I mean Robert Owen did have good intentions with his ‘slogan’ - in a time when factory owners forced people to work to breaking point for extra profit.
Kinda the lesser of two evils.
But your work has got to be pretty shit if your company has to force you to stop working at a certain point.
And I think that’s where the problem starts with this week’s aphorism.
If you love your work and you get a sense of purpose from it, why restrict yourself to some dogmatic schedule (he says writing this as the clock hits 20:11)?
Yeah sometimes I do other stuff that’s fun too.
Spend time with my loved ones.
And of course rest is important.
So is eating right and exercising.
But I don’t need anyone reminding me that I work too much (doing what I love)!
OK… I’m going to stop here, as you can tell this aphorism really grinds my gears.
Instead let’s hear it from our contributors this week, have fun and see you later at my reflections below.
What this week's contributors think of this aphorism?
My reflections on "you need a better work life balance"
This morning, I was sitting outside on my porch here in Portugal. The sky was a light blue, filled with long, stringy clouds tinted by the sun in orange and red. The birds were singing. I only heard animals, no humans. There were green plants all around me, and it was just lovely.
I was writing in my journal and suddenly had the urge to just get up and start walking. It was totally unplanned. I didn't know where I would go or how long for.
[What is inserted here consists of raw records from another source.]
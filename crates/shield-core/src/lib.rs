//! # Shield Core
//!
//! Security facade for LLM summarization of untrusted web content.
//! Orchestrates the firewall checks and the consumption governor.
//!
//! ## Threat Coverage
//!
//! | Layer | Component | Threats Blocked |
//! |-------|-----------|-----------------|
//! | Fetch | URL validator | SSRF to loopback, private and link-local hosts |
//! | Input | Injection filter | Indirect prompt injection, obfuscated variants |
//! | Prompt | Structured builder | Data read as instructions, delimiter forgery |
//! | Admission | Consumption governor | Quota exhaustion, cost blow-up, pile-up |
//! | Output | Output validator | Credential, system prompt and path leakage |
//!
//! ## Architecture
//!
//! ```text
//! URL ──► UrlValidator ──► fetch ──► InjectionFilter ──► StructuredPromptBuilder
//!                                                                │
//!            Verdict ◄── OutputValidator ◄── invoke ◄── ConsumptionGovernor
//! ```
//!
//! ## Usage
//!
//! ```rust,ignore
//! use shield_core::{Shield, ShieldConfig, Verdict};
//!
//! let shield = Shield::new(ShieldConfig::load("shield.toml")?)?;
//!
//! match shield.summarize(url, "Summarize in three bullets.", fetch, invoke).await? {
//!     Verdict::Delivered { summary, flags } => show(summary, flags),
//!     Verdict::Refused { refusal, .. } => show(refusal, vec![]),
//! }
//! ```
//!
//! ## Security Notes
//!
//! - Checks execute in order: URL → Sanitize → Prompt → Governor → Output
//! - The input side fails open: injected spans are replaced and processing
//!   continues, unless `block_on_injection` is set
//! - The output side fails closed: one failing check replaces the whole
//!   output with the refusal message
//! - DNS rebinding is not covered; the URL check is purely syntactic
//!
//! ## References
//!
//! - OWASP LLM Prompt Injection Prevention Cheat Sheet
//! - OWASP LLM Top 10: LLM01 Prompt Injection, LLM02 Sensitive Information
//!   Disclosure, LLM10 Unbounded Consumption

mod config;
mod error;
mod shield;
mod verdict;

pub use config::{FirewallSettings, GovernorSettings, OutputSettings, ShieldConfig};
pub use error::ShieldError;
pub use shield::{BoxError, Shield};
pub use verdict::{ReviewFlag, Verdict};

// Re-export component types for convenience
pub use shield_firewall::{
    OutputCheck, OutputViolation, SanitizationResult, StructuredPrompt, Url, UrlReason,
    ValidationVerdict,
};
pub use shield_monitor::{
    ConsumptionGovernor, ConsumptionScope, GovernorStatus, MonitorError, RateLimiter,
    RateLimiterStats,
};

/// Core result type for shield operations.
pub type Result<T> = std::result::Result<T, ShieldError>;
I thought, 'Just get up and walk.'
But that fucked me up!
'But if I leave now and do this spontaneous walk, what about all the other things I planned to get done today?'
'Will I be behind on them?'
'I can't afford to be behind on them?'
'Is this sudden urge to walk just me walking away from the important things in my life? Am I just running away from the hard stuff?'
On the other hand:
'If I don't just get up and walk off into the world of serendipity, will I miss out on something amazing? Something I can't plan for?'
'Will I get some creative idea that I wouldn't have gotten otherwise?'
'Will I regret it later that I didn't do it and then beat myself up that I wasn't spontaneous yet again? That I'm so regimented and boring?'
The truth is: I didn't go for the walk. Instead, I stayed here and wrote this.
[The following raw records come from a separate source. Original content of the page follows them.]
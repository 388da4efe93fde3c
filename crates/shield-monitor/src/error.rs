//! Error types for admission control and consumption governance.

use std::fmt;
use std::time::Duration;

use thiserror::Error;

/// Result type alias for monitor operations.
pub type Result<T> = std::result::Result<T, MonitorError>;

/// Where a governed operation was when its deadline expired.
#[derive(Debug, Clone, Copy, PartialEq, Eq)]
pub enum TimeoutPhase {
    /// Still waiting for a concurrency permit.
    AwaitingPermit,
    /// Holding a permit and running the wrapped operation.
    Running,
}

impl fmt::Display for TimeoutPhase {
    fn fmt(&self, f: &mut fmt::Formatter<'_>) -> fmt::Result {
        match self {
            Self::AwaitingPermit => write!(f, "awaiting permit"),
            Self::Running => write!(f, "running"),
        }
    }
}

/// Errors raised by the rate limiter and the consumption governor.
///
/// # Security Notes
///
/// Every variant is raised before or instead of the guarded work, never
/// after it silently ran past a limit.
#[derive(Debug, Error)]
pub enum MonitorError {
    /// Waiting for a rate-limit slot exceeded the allowed wait.
    #[error("rate limit slot not available within {waited:?}")]
    RateLimitTimeout {
        /// How long the caller was willing to wait
        waited: Duration,
    },

    /// The governed operation exceeded its deadline.
    ///
    /// The operation was cancelled and its permit released.
    #[error("operation timed out after {timeout:?} while {phase}")]
    ConcurrencyTimeout {
        /// Phase the operation was in
        phase: TimeoutPhase,
        /// Configured timeout
        timeout: Duration,
    },

    /// Estimated token usage exceeds the per-request budget.
    #[error("token budget exceeded: {required} tokens required, only {available} available")]
    TokenBudgetExceeded {
        /// Tokens the operation needs
        required: u64,
        /// Tokens left in the budget
        available: u64,
    },

    /// The governor was shut down.
    #[error("consumption governor is closed")]
    Closed,

    /// Invalid limiter or governor configuration.
    #[error("invalid configuration: {0}")]
    InvalidConfig(String),
}

impl MonitorError {
    /// Returns true for transient failures a caller may retry.
    pub fn is_retryable(&self) -> bool {
        matches!(
            self,
            Self::RateLimitTimeout { .. } | Self::ConcurrencyTimeout { .. }
        )
    }
}

#[cfg(test)]
mod tests {
    use super::*;

    #[test]
    fn test_retryable_classification() {
        assert!(MonitorError::RateLimitTimeout {
            waited: Duration::from_secs(1)
        }
        .is_retryable());
        assert!(MonitorError::ConcurrencyTimeout {
            phase: TimeoutPhase::Running,
            timeout: Duration::from_secs(30),
        }
        .is_retryable());
        assert!(!MonitorError::TokenBudgetExceeded {
            required: 10,
            available: 5
        }
        .is_retryable());
        assert!(!MonitorError::Closed.is_retryable());
    }

    #[test]
    fn test_timeout_message_names_phase() {
        let err = MonitorError::ConcurrencyTimeout {
            phase: TimeoutPhase::AwaitingPermit,
            timeout: Duration::from_secs(5),
        };
        assert_eq!(err.to_string(), "operation timed out after 5s while awaiting permit");
    }
}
This is a classic problem where the uncertainty of an unplanned situation just messes with your mind. And that's why, in my opinion, it's a waste of time trying to perfectly balance your work and non-work life.
I don't actually understand why we try so hard to fight the imbalance?
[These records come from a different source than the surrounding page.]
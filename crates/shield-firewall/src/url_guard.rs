//! URL vetting (SSRF prevention)
//!
//! Rejects URLs that must never be fetched on a caller's behalf: non-HTTP
//! schemes, URLs without a network location, and hosts that point at the
//! local machine or a private network.
//!
//! ## Limitations
//!
//! This is a purely syntactic check. No DNS resolution is performed, so a
//! public hostname that resolves to a private address (DNS rebinding) is
//! accepted. Callers that need that guarantee must pin the resolved
//! address in their fetcher.

use std::net::{Ipv4Addr, Ipv6Addr};

use tracing::debug;
use url::{Host, Url};

use crate::models::{UrlReason, ValidationVerdict};

/// Schemes that may be fetched.
const ALLOWED_SCHEMES: &[&str] = &["http", "https"];

/// Cloud instance metadata service names.
const METADATA_HOSTS: &[&str] = &[
    "metadata",
    "metadata.google.internal",
    "metadata.goog",
    "instance-data",
    "instance-data.ec2.internal",
];

/// Stateless URL validator.
#[derive(Debug, Clone, Copy, Default)]
pub struct UrlValidator;

impl UrlValidator {
    /// Create a validator
    pub const fn new() -> Self {
        Self
    }

    /// Validate `url`, always returning a verdict.
    pub fn validate(&self, url: &str) -> ValidationVerdict {
        match self.check(url) {
            Ok(_) => ValidationVerdict::allow(),
            Err(verdict) => verdict,
        }
    }

    /// Validate `url` and return the parsed form when it is allowed.
    pub fn check(&self, url: &str) -> Result<Url, ValidationVerdict> {
        let parsed = Url::parse(url.trim()).map_err(|e| {
            debug!(error = %e, "url failed to parse");
            ValidationVerdict::reject(UrlReason::Malformed)
        })?;

        if !ALLOWED_SCHEMES.contains(&parsed.scheme()) {
            debug!(scheme = parsed.scheme(), "url scheme rejected");
            return Err(ValidationVerdict::reject(UrlReason::BadScheme));
        }

        let blocked = match parsed.host() {
            None => return Err(ValidationVerdict::reject(UrlReason::Malformed)),
            Some(Host::Domain(domain)) => is_blocked_domain(domain),
            Some(Host::Ipv4(addr)) => is_blocked_ipv4(addr),
            Some(Host::Ipv6(addr)) => is_blocked_ipv6(addr),
        };

        if blocked {
            debug!(host = ?parsed.host_str(), "url host rejected");
            return Err(ValidationVerdict::reject(UrlReason::BlockedHost));
        }

        Ok(parsed)
    }
}

fn is_blocked_domain(domain: &str) -> bool {
    let domain = domain.trim_end_matches('.').to_ascii_lowercase();
    domain.is_empty()
        || domain == "localhost"
        || domain.ends_with(".localhost")
        || METADATA_HOSTS.contains(&domain.as_str())
}

fn is_blocked_ipv4(addr: Ipv4Addr) -> bool {
    addr.is_loopback()          // 127.0.0.0/8
        || addr.octets()[0] == 0 // 0.0.0.0/8
        || addr.is_private()     // 10/8, 172.16/12, 192.168/16
        || addr.is_link_local() // 169.254/16, cloud metadata
}

fn is_blocked_ipv6(addr: Ipv6Addr) -> bool {
    if let Some(mapped) = addr.to_ipv4_mapped() {
        return is_blocked_ipv4(mapped);
    }
    let segments = addr.segments();
    // ::a.b.c.d, deprecated IPv4-compatible form
    if segments[..6] == [0; 6] {
        let [.., a, b, c, d] = addr.octets();
        return is_blocked_ipv4(Ipv4Addr::new(a, b, c, d));
    }
    let first = segments[0];
    addr.is_loopback()                  // ::1
        || addr.is_unspecified()         // ::
        || (first & 0xfe00) == 0xfc00    // fc00::/7 unique local
        || (first & 0xffc0) == 0xfe80 // fe80::/10 link local
}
It's far more effective to accept that it will never be equally balanced. Instead, acquire the tools that help you deal with uncertainty. Tools that allow you to see the opportunity in those moments, rather than all the restrictions.
In the context of a working environment at an agency:
I think it's the employer's responsibility to create an environment where employees have the time to deal with uncertainties that arise within and outside their work, and to provide them with tools to manage those challenges and find opportunities in those uncertainties.
But it's equally the employee's responsibility to make use of those tools and to find their own solutions, constantly asking themselves, 'What am I going to do about it?' And don't blame everyone else or company processes for their lack of resilience.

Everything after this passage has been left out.